BEGIN Records to use
//! Hardcoded page content. Every table is built once and never mutated.

#[derive(Debug, Clone, Copy, PartialEq, Eq)]
pub struct Profile {
    pub first_name: &'static str,
    pub last_name: &'static str,
    pub monogram: &'static str,
    pub headline: &'static str,
    pub summary: &'static str,
    pub image_path: &'static str,
}

pub static PROFILE: Profile = Profile {
    first_name: "Ekagra",
    last_name: "Sharma",
    monogram: "ES",
    headline: "Full Stack Developer & Designer",
    summary: "I build modern web products with beautiful interfaces and robust backends. Expertise in Next.js, TypeScript, and AI integration.",
    image_path: "/profile.svg",
};

#[derive(Debug, Clone, Copy, PartialEq, Eq)]
pub struct SocialLink {
    pub label: &'static str,
    pub href: &'static str,
    pub icon_class: &'static str,
}

pub static SOCIALS: [SocialLink; 3] = [
    SocialLink {
        label: "GitHub",
        href: "https://github.com/Ekagrashharma",
        icon_class: "devicon-github-plain",
    },
    SocialLink {
        label: "LinkedIn",
        href: "https://www.linkedin.com/in/ekagrashharma",
        icon_class: "devicon-linkedin-plain",
    },
    SocialLink {
        label: "Email",
        href: "mailto:ekagrashharma@gmail.com",
        icon_class: "icon-mail",
    },
];

#[derive(Debug, Clone, Copy, PartialEq, Eq)]
pub struct Project {
    pub title: &'static str,
    pub description: &'static str,
    pub kind: &'static str,
    pub icon: &'static str,
    pub href: &'static str,
    pub tech: &'static [&'static str],
}

pub static PROJECTS: [Project; 4] = [
    Project {
        title: "AI Content Platform",
        description: "Full-stack SaaS for AI-powered content generation with real-time collaboration",
        kind: "SaaS",
        icon: "🧠",
        href: "#",
        tech: &["Next.js", "TypeScript", "Stripe", "PostgreSQL"],
    },
    Project {
        title: "Design System",
        description: "Comprehensive component library with 50+ components and live documentation",
        kind: "Design",
        icon: "🎨",
        href: "#",
        tech: &["React", "Tailwind CSS", "Storybook"],
    },
    Project {
        title: "Real-time Analytics",
        description: "Dashboard for tracking user behavior and product metrics with WebSocket integration",
        kind: "Analytics",
        icon: "📊",
        href: "#",
        tech: &["Next.js", "WebSocket", "D3.js", "Redis"],
    },
    Project {
        title: "E-Commerce Platform",
        description: "Full shopping experience with inventory management and payment processing",
        kind: "E-Commerce",
        icon: "🛒",
        href: "#",
        tech: &["Next.js", "Stripe", "PostgreSQL", "Vercel"],
    },
];

#[derive(Debug, Clone, Copy, PartialEq, Eq)]
pub struct SkillCategory {
    pub category: &'static str,
    pub icon: &'static str,
    pub skills: &'static [&'static str],
}

pub static SKILL_CATEGORIES: [SkillCategory; 6] = [
    SkillCategory {
        category: "Frontend",
        icon: "💻",
        skills: &[
            "React",
            "Next.js",
            "TypeScript",
            "Tailwind CSS",
            "GSAP",
            "Framer Motion",
        ],
    },
    SkillCategory {
        category: "Backend",
        icon: "🔀",
        skills: &[
            "Node.js",
            "PostgreSQL",
            "API Design",
            "Authentication",
            "WebSockets",
            "Caching",
        ],
    },
    SkillCategory {
        category: "Full Stack",
        icon: "⚡",
        skills: &[
            "System Design",
            "Database Architecture",
            "DevOps",
            "Cloud Deployment",
            "Scaling",
            "Testing",
        ],
    },
    SkillCategory {
        category: "Design",
        icon: "🎨",
        skills: &[
            "UI/UX Design",
            "Figma",
            "Prototyping",
            "Design Systems",
            "Wireframing",
        ],
    },
    SkillCategory {
        category: "AI & Tools",
        icon: "✨",
        skills: &[
            "AI Integration",
            "OpenAI API",
            "LangChain",
            "Prompt Engineering",
            "Vector DBs",
        ],
    },
    SkillCategory {
        category: "DevOps",
        icon: "👥",
        skills: &[
            "Docker",
            "AWS",
            "Vercel",
            "CI/CD",
            "GitHub Actions",
            "Monitoring",
        ],
    },
];

pub static DEVELOPMENT_TOOLS: [&str; 8] = [
    "VS Code", "Git", "Vercel", "GitHub", "NPM/Yarn", "Docker", "AWS", "Stripe",
];

pub static DESIGN_TOOLS: [&str; 8] = [
    "Figma",
    "Adobe XD",
    "Protopie",
    "Framer",
    "Photoshop",
    "Illustrator",
    "InVision",
    "Webflow",
];

#[derive(Debug, Clone, Copy, PartialEq, Eq)]
pub struct ExperienceEntry {
    pub title: &'static str,
    pub company: &'static str,
    pub duration: &'static str,
    pub description: &'static str,
    pub achievements: &'static [&'static str],
}

pub static EXPERIENCE: [ExperienceEntry; 2] = [
    ExperienceEntry {
        title: "Senior Full Stack Developer",
        company: "Tech Startup",
        duration: "2022 - Present",
        description: "Led development of AI-powered platform serving 10k+ users. Architected microservices, implemented real-time features, and scaled infrastructure to handle 100k requests/day.",
        achievements: &[
            "Scaled to 10k+ users",
            "Built AI features",
            "Led team of 3 developers",
        ],
    },
    ExperienceEntry {
        title: "Full Stack Developer",
        company: "Digital Agency",
        duration: "2020 - 2022",
        description: "Built 20+ client projects using modern web technologies. Specialized in SaaS platforms and real-time applications with focus on performance and UX.",
        achievements: &[
            "Delivered 20+ projects",
            "100% client satisfaction",
            "Mentored 2 junior developers",
        ],
    },
];

/// A titled bullet list in the about section.
#[derive(Debug, Clone, Copy, PartialEq, Eq)]
pub struct Highlight {
    pub heading: &'static str,
    pub items: &'static [&'static str],
}

pub static ABOUT_HIGHLIGHTS: [Highlight; 2] = [
    Highlight {
        heading: "Skills",
        items: &[
            "Full-stack development",
            "UI/UX design",
            "AI integration",
            "System design",
        ],
    },
    Highlight {
        heading: "Tech Stack",
        items: &[
            "Rust & Leptos",
            "TypeScript",
            "Tailwind CSS",
            "Scroll-driven animation",
        ],
    },
];
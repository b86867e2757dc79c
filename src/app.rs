mod about;
mod contact;
mod experience;
mod footer;
mod hero;
mod navbar;
mod projects;
mod reveal;
mod scroll;
mod skills;

use leptos::prelude::*;
use leptos_meta::*;
use leptos_router::{components::*, path};

use crate::{
    content::PROFILE,
    nav::Section,
    reveal::{RevealSpec, SECTION_TITLE},
};

use about::About;
use contact::Contact;
use experience::Experience;
use footer::Footer;
use hero::Hero;
use navbar::Navbar;
use projects::Projects;
use reveal::Reveal;
use skills::Skills;

pub fn shell(options: LeptosOptions) -> impl IntoView {
    view! {
        <!DOCTYPE html>
        <html lang="en">
            <head>
                <meta charset="utf-8" />
                <meta name="viewport" content="width=device-width, initial-scale=1" />
                <AutoReload options=options.clone() />
                <HydrationScripts options />
                <meta name="color-scheme" content="dark" />
                <link rel="icon" type="image/svg+xml" href="/favicon.svg" />
                <link
                    rel="stylesheet"
                    href="https://cdn.jsdelivr.net/gh/devicons/devicon@latest/devicon.min.css"
                />
                <link rel="stylesheet" id="leptos" href="/pkg/portfolio-site.css" />
                <MetaTags />
                <noscript>
                    <style>".mount-reveal { opacity: 1 !important; transform: none !important; }"</style>
                </noscript>
            </head>
            <body class="bg-background text-foreground antialiased">
                <App />
            </body>
        </html>
    }
}

#[component]
pub fn App() -> impl IntoView {
    // Provides context that manages stylesheets, titles, meta tags, etc.
    provide_meta_context();

    view! {
        <Title formatter=|title| {
            format!("{} {} - {title}", PROFILE.first_name, PROFILE.last_name)
        } />
        <Meta name="description" content=PROFILE.summary />

        <Router>
            <Routes fallback=|| "Page not found.".into_view()>
                <Route path=path!("/") view=HomePage />
            </Routes>
        </Router>
    }
}

/// The whole site: navbar, the six sections in order, then the footer.
#[component]
fn HomePage() -> impl IntoView {
    scroll::provide_active_section();

    view! {
        <Title text=PROFILE.headline />
        <main class="overflow-x-hidden">
            <Navbar />
            <Hero />
            <About />
            <Projects />
            <Skills />
            <Experience />
            <Contact />
            <Footer />
        </main>
    }
}

/// Full-height wrapper carrying the anchor id the navbar links to.
#[component]
fn PageSection(
    section: Section,
    #[prop(default = "min-h-screen pb-20 px-6 noise-bg")] class: &'static str,
    children: Children,
) -> impl IntoView {
    view! {
        <section id=section.id() class=class>
            {children()}
        </section>
    }
}

/// Two-tone section heading that reveals when scrolled to.
#[component]
fn SectionTitle(
    lead: &'static str,
    accent: &'static str,
    #[prop(optional)] subtitle: Option<&'static str>,
    #[prop(optional)] centered: bool,
    #[prop(default = SECTION_TITLE)] spec: RevealSpec,
) -> impl IntoView {
    let (wrapper, line) = if centered {
        ("mb-16 text-center", "accent-line mb-8 mx-auto w-fit")
    } else {
        ("mb-16", "accent-line mb-8")
    };
    view! {
        <Reveal spec class=wrapper>
            <div class=line />
            <h2 class="text-6xl lg:text-7xl font-black text-foreground leading-tight">
                {lead}
                " "
                <span class="text-accent">{accent}</span>
            </h2>
            {subtitle
                .map(|s| {
                    view! { <p class="text-xl text-muted mt-6 max-w-2xl">{s}</p> }
                })}
        </Reveal>
    }
}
END Records to use
What you need to do:
Search the data above for the string "centered" and return every line that has it.

Output below:
    #[prop(optional)] centered: bool,
    let (wrapper, line) = if centered {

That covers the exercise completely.